> **How to complete this task**: Somewhere below are a line with "matches the suffix" and a later line with "the first paragraph.". Output exactly those lines and all lines between them.

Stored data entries
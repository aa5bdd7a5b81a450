//! Suffix array construction
//!
//! Builds the suffix array of the flattened corpus buffer with SA-IS
//! (suffix array induced sorting, Nong/Zhang/Chan 2009): O(N) time and
//! space, which keeps index builds linear even for corpora of tens of
//! millions of bytes.
//!
//! A virtual sentinel (strictly smaller than every byte) is appended
//! internally, so a suffix that is a strict prefix of another sorts first.
//! The sentinel's own slot is stripped from the result: the returned array
//! is a permutation of `[0, N)`.

use super::types::SuffixEntry;

const EMPTY: usize = usize::MAX;

/// Build the suffix array of `text`: a permutation of `[0, N)` such that
/// `text[sa[i]..]` is lexicographically non-decreasing in `i`.
///
/// # Panics
///
/// Panics if `text` exceeds `u32::MAX` bytes; callers bound the corpus
/// size before construction.
pub fn suffix_array(text: &[u8]) -> Vec<SuffixEntry> {
    assert!(
        text.len() <= u32::MAX as usize,
        "corpus too large for u32 suffix entries"
    );

    if text.is_empty() {
        return Vec::new();
    }

    // Shift bytes to 1..=256 so symbol 0 is free for the sentinel.
    let mut s: Vec<u32> = Vec::with_capacity(text.len() + 1);
    s.extend(text.iter().map(|&b| b as u32 + 1));
    s.push(0);

    let sa = sais(&s, 257);

    // sa[0] is always the sentinel position; drop it.
    sa.into_iter()
        .skip(1)
        .map(|p| p as SuffixEntry)
        .collect()
}

/// Recursive SA-IS over an integer alphabet. `s` must end with a unique,
/// strictly smallest symbol (the sentinel).
fn sais(s: &[u32], alphabet: usize) -> Vec<usize> {
    let n = s.len();
    if n == 1 {
        return vec![0];
    }
    if n == 2 {
        // [x, sentinel] with sentinel < x.
        return vec![1, 0];
    }

    let stype = classify(s);
    let counts = symbol_counts(s, alphabet);
    let mut sa = vec![EMPTY; n];

    // LMS positions in text order; text order is good enough for the
    // first, approximate induction pass.
    let lms_text: Vec<usize> = (1..n).filter(|&i| is_lms(&stype, i)).collect();

    place_lms(s, &mut sa, &counts, &lms_text);
    induce(s, &mut sa, &counts, &stype);

    // After induction the LMS suffixes appear in sorted order. Name their
    // substrings; equal neighbours share a name.
    let lms_induced: Vec<usize> = sa
        .iter()
        .copied()
        .filter(|&p| p != EMPTY && is_lms(&stype, p))
        .collect();

    let mut name_of = vec![0u32; n];
    let mut next_name = 0u32;
    let mut prev: Option<usize> = None;
    for &p in &lms_induced {
        if let Some(q) = prev {
            if !lms_substrings_equal(s, &stype, q, p) {
                next_name += 1;
            }
        }
        name_of[p] = next_name;
        prev = Some(p);
    }

    let reduced: Vec<u32> = lms_text.iter().map(|&p| name_of[p]).collect();
    let name_count = next_name as usize + 1;

    // Sort the reduced problem: recurse only while names collide.
    let reduced_sa: Vec<usize> = if name_count < reduced.len() {
        sais(&reduced, name_count)
    } else {
        let mut direct = vec![0usize; reduced.len()];
        for (i, &name) in reduced.iter().enumerate() {
            direct[name as usize] = i;
        }
        direct
    };

    // Final pass with the LMS suffixes in their true order.
    let lms_sorted: Vec<usize> = reduced_sa.iter().map(|&i| lms_text[i]).collect();
    place_lms(s, &mut sa, &counts, &lms_sorted);
    induce(s, &mut sa, &counts, &stype);

    sa
}

/// S/L classification; position `n - 1` (the sentinel) is S-type.
fn classify(s: &[u32]) -> Vec<bool> {
    let n = s.len();
    let mut stype = vec![false; n];
    stype[n - 1] = true;
    for i in (0..n - 1).rev() {
        stype[i] = s[i] < s[i + 1] || (s[i] == s[i + 1] && stype[i + 1]);
    }
    stype
}

#[inline]
fn is_lms(stype: &[bool], i: usize) -> bool {
    i > 0 && stype[i] && !stype[i - 1]
}

fn symbol_counts(s: &[u32], alphabet: usize) -> Vec<usize> {
    let mut counts = vec![0usize; alphabet];
    for &c in s {
        counts[c as usize] += 1;
    }
    counts
}

/// First free slot at the front of each symbol's bucket.
fn bucket_heads(counts: &[usize]) -> Vec<usize> {
    let mut heads = vec![0usize; counts.len()];
    let mut sum = 0;
    for (c, &count) in counts.iter().enumerate() {
        heads[c] = sum;
        sum += count;
    }
    heads
}

/// Last slot of each symbol's bucket (inclusive).
fn bucket_tails(counts: &[usize]) -> Vec<usize> {
    let mut tails = vec![0usize; counts.len()];
    let mut sum = 0;
    for (c, &count) in counts.iter().enumerate() {
        sum += count;
        tails[c] = sum.wrapping_sub(1);
    }
    tails
}

/// Scatter LMS suffixes into their bucket tails, smallest-last so earlier
/// entries of `lms` end up at lower slots within a bucket.
fn place_lms(s: &[u32], sa: &mut [usize], counts: &[usize], lms: &[usize]) {
    sa.fill(EMPTY);
    let mut tails = bucket_tails(counts);
    for &p in lms.iter().rev() {
        let c = s[p] as usize;
        sa[tails[c]] = p;
        tails[c] = tails[c].wrapping_sub(1);
    }
}

/// Induce L-type suffixes left-to-right, then S-type right-to-left.
fn induce(s: &[u32], sa: &mut [usize], counts: &[usize], stype: &[bool]) {
    let n = s.len();

    let mut heads = bucket_heads(counts);
    for i in 0..n {
        let j = sa[i];
        if j == EMPTY || j == 0 {
            continue;
        }
        let p = j - 1;
        if !stype[p] {
            let c = s[p] as usize;
            sa[heads[c]] = p;
            heads[c] += 1;
        }
    }

    let mut tails = bucket_tails(counts);
    for i in (0..n).rev() {
        let j = sa[i];
        if j == EMPTY || j == 0 {
            continue;
        }
        let p = j - 1;
        if stype[p] {
            let c = s[p] as usize;
            sa[tails[c]] = p;
            tails[c] = tails[c].wrapping_sub(1);
        }
    }
}

/// Compare the LMS substrings starting at `a` and `b` (each runs up to and
/// including the next LMS position).
fn lms_substrings_equal(s: &[u32], stype: &[bool], a: usize, b: usize) -> bool {
    let n = s.len();
    let mut k = 0;
    loop {
        let ca = if a + k < n { s[a + k] } else { u32::MAX };
        let cb = if b + k < n { s[b + k] } else { u32::MAX };
        if ca != cb {
            return false;
        }
        if k > 0 && is_lms(stype, a + k) && is_lms(stype, b + k) {
            return true;
        }
        if a + k >= n || b + k >= n {
            return false;
        }
        k += 1;
    }
}
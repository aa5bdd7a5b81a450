//! Types for the paragraph index
//!
//! Defines the paragraph table (offset -> paragraph metadata), index
//! metadata, and the on-disk header layout for the suffix array file.

use anyhow::{Result, bail};
use serde::{Deserialize, Serialize};

/// Offset into the flattened corpus buffer.
///
/// The corpus is bounded to `u32::MAX` bytes; this matches the suffix
/// array entry width and keeps the index at 4 bytes per suffix.
pub type TextPosition = u32;

/// Suffix array entry - position in the flattened corpus
pub type SuffixEntry = u32;

/// Magic number for index files
pub const INDEX_MAGIC: u32 = 0x50464958; // "XIFP" little-endian on disk

/// Current version of the index format
pub const INDEX_VERSION: u32 = 1;

/// Sentinel byte separating paragraphs in the flattened corpus.
/// 0x03 (ETX) never appears in the filtered token stream.
pub const SENTINEL_BYTE: u8 = 0x03;

/// A paragraph of the source corpus with its provenance
#[derive(Debug, Clone, Serialize, Deserialize, PartialEq, Eq)]
pub struct Paragraph {
    /// Source article identifier (file stem)
    pub article: String,
    /// Section heading the paragraph appeared under, if any
    pub section: Option<String>,
    /// The original, unfiltered paragraph text
    pub text: String,
    /// Keywords that form this paragraph's slice of the search buffer
    pub keywords: Vec<String>,
}

/// Mapping from buffer offsets to paragraph records.
///
/// Offsets are strictly ascending; paragraph `i` owns the byte range
/// from `offsets[i]` up to `offsets[i + 1]` (or the end of the buffer).
#[derive(Debug, Clone, Default, Serialize, Deserialize)]
pub struct ParagraphTable {
    offsets: Vec<TextPosition>,
    paragraphs: Vec<Paragraph>,
}

impl ParagraphTable {
    /// Append a paragraph starting at `offset`.
    ///
    /// Offsets must be pushed in strictly ascending order; the invariant
    /// is re-checked wholesale by [`ParagraphTable::validate`].
    pub fn push(&mut self, offset: TextPosition, paragraph: Paragraph) {
        self.offsets.push(offset);
        self.paragraphs.push(paragraph);
    }

    /// Find the paragraph owning buffer position `pos`: the one with the
    /// greatest start offset `<= pos`. Returns `None` for positions before
    /// the first paragraph.
    pub fn locate(&self, pos: TextPosition) -> Option<(TextPosition, &Paragraph)> {
        let idx = self.offsets.partition_point(|&o| o <= pos);
        if idx == 0 {
            return None;
        }
        Some((self.offsets[idx - 1], &self.paragraphs[idx - 1]))
    }

    /// Look up a paragraph by its exact start offset.
    pub fn by_offset(&self, offset: TextPosition) -> Option<&Paragraph> {
        let idx = self.offsets.binary_search(&offset).ok()?;
        Some(&self.paragraphs[idx])
    }

    pub fn offsets(&self) -> &[TextPosition] {
        &self.offsets
    }

    pub fn paragraphs(&self) -> &[Paragraph] {
        &self.paragraphs
    }

    pub fn len(&self) -> usize {
        self.paragraphs.len()
    }

    pub fn is_empty(&self) -> bool {
        self.paragraphs.is_empty()
    }

    /// Check structural invariants: offsets strictly ascending, within the
    /// buffer, and paired one-to-one with paragraph records.
    pub fn validate(&self, buffer_len: usize) -> Result<()> {
        if self.offsets.len() != self.paragraphs.len() {
            bail!(
                "paragraph table corrupt: {} offsets vs {} paragraphs",
                self.offsets.len(),
                self.paragraphs.len()
            );
        }
        for pair in self.offsets.windows(2) {
            if pair[0] >= pair[1] {
                bail!(
                    "paragraph offsets not strictly ascending: {} then {}",
                    pair[0],
                    pair[1]
                );
            }
        }
        if let Some(&last) = self.offsets.last() {
            if last as usize >= buffer_len {
                bail!(
                    "paragraph offset {} beyond buffer length {}",
                    last,
                    buffer_len
                );
            }
        }
        Ok(())
    }
}

/// Index metadata stored in meta.json
#[derive(Debug, Clone, Serialize, Deserialize, Default)]
pub struct IndexMeta {
    /// Size of the flattened corpus buffer in bytes
    pub buffer_size: u64,
    /// Number of suffixes (equals buffer_size)
    pub suffix_count: u64,
    /// Number of indexed paragraphs
    pub paragraph_count: u64,
    /// Number of source articles
    pub article_count: u64,
    /// Number of distinct keywords in the corpus
    pub keyword_count: u64,
}

/// Header for sa.bin
#[derive(Debug, Clone, Copy)]
pub struct SuffixArrayHeader {
    /// Magic number (INDEX_MAGIC)
    pub magic: u32,
    /// Version number
    pub version: u32,
    /// Number of suffix entries
    pub suffix_count: u64,
    /// Flags (reserved for future use)
    pub flags: u32,
}

impl SuffixArrayHeader {
    /// Size of header in bytes
    pub const SIZE: usize = 4 + 4 + 8 + 4; // 20 bytes

    pub fn new(suffix_count: u64) -> Self {
        Self {
            magic: INDEX_MAGIC,
            version: INDEX_VERSION,
            suffix_count,
            flags: 0,
        }
    }
}

#[cfg(test)]
mod tests {
    use super::*;

    fn para(text: &str) -> Paragraph {
        Paragraph {
            article: "a".into(),
            section: None,
            text: text.into(),
            keywords: Vec::new(),
        }
    }

    #[test]
    fn test_locate_picks_greatest_offset() {
        let mut table = ParagraphTable::default();
        table.push(0, para("first"));
        table.push(23, para("second"));

        assert_eq!(table.locate(0).unwrap().0, 0);
        assert_eq!(table.locate(22).unwrap().0, 0);
        assert_eq!(table.locate(23).unwrap().0, 23);
        assert_eq!(table.locate(100).unwrap().0, 23);
    }

    #[test]
    fn test_locate_before_first_offset() {
        let mut table = ParagraphTable::default();
        table.push(10, para("late start"));
        assert!(table.locate(5).is_none());
    }

    #[test]
    fn test_by_offset_exact_only() {
        let mut table = ParagraphTable::default();
        table.push(0, para("first"));
        table.push(23, para("second"));

        assert_eq!(table.by_offset(23).unwrap().text, "second");
        assert!(table.by_offset(22).is_none());
    }

    #[test]
    fn test_validate_rejects_unsorted_offsets() {
        let mut table = ParagraphTable::default();
        table.push(10, para("a"));
        table.push(10, para("b"));
        assert!(table.validate(100).is_err());
    }

    #[test]
    fn test_validate_rejects_offset_past_buffer() {
        let mut table = ParagraphTable::default();
        table.push(50, para("a"));
        assert!(table.validate(40).is_err());
    }

    #[test]
    fn test_validate_empty_table() {
        let table = ParagraphTable::default();
        assert!(table.validate(0).is_ok());
    }
}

> **Task output**:
/// The corpus is bounded to `u32::MAX` bytes; this matches the suffix
/// array entry width and keeps the index at 4 bytes per suffix.
pub type TextPosition = u32;

/// Suffix array entry - position in the flattened corpus
pub type SuffixEntry = u32;

/// Magic number for index files
pub const INDEX_MAGIC: u32 = 0x50464958; // "XIFP" little-endian on disk

/// Current version of the index format
pub const INDEX_VERSION: u32 = 1;

/// Sentinel byte separating paragraphs in the flattened corpus.
/// 0x03 (ETX) never appears in the filtered token stream.
pub const SENTINEL_BYTE: u8 = 0x03;

/// A paragraph of the source corpus with its provenance
#[derive(Debug, Clone, Serialize, Deserialize, PartialEq, Eq)]
pub struct Paragraph {
    /// Source article identifier (file stem)
    pub article: String,
    /// Section heading the paragraph appeared under, if any
    pub section: Option<String>,
    /// The original, unfiltered paragraph text
    pub text: String,
    /// Keywords that form this paragraph's slice of the search buffer
    pub keywords: Vec<String>,
}

/// Mapping from buffer offsets to paragraph records.
///
/// Offsets are strictly ascending; paragraph `i` owns the byte range
/// from `offsets[i]` up to `offsets[i + 1]` (or the end of the buffer).
#[derive(Debug, Clone, Default, Serialize, Deserialize)]
pub struct ParagraphTable {
    offsets: Vec<TextPosition>,
    paragraphs: Vec<Paragraph>,
}

impl ParagraphTable {
    /// Append a paragraph starting at `offset`.
    ///
    /// Offsets must be pushed in strictly ascending order; the invariant
    /// is re-checked wholesale by [`ParagraphTable::validate`].
    pub fn push(&mut self, offset: TextPosition, paragraph: Paragraph) {
        self.offsets.push(offset);
        self.paragraphs.push(paragraph);
    }

    /// Find the paragraph owning buffer position `pos`: the one with the
    /// greatest start offset `<= pos`. Returns `None` for positions before
    /// the first paragraph.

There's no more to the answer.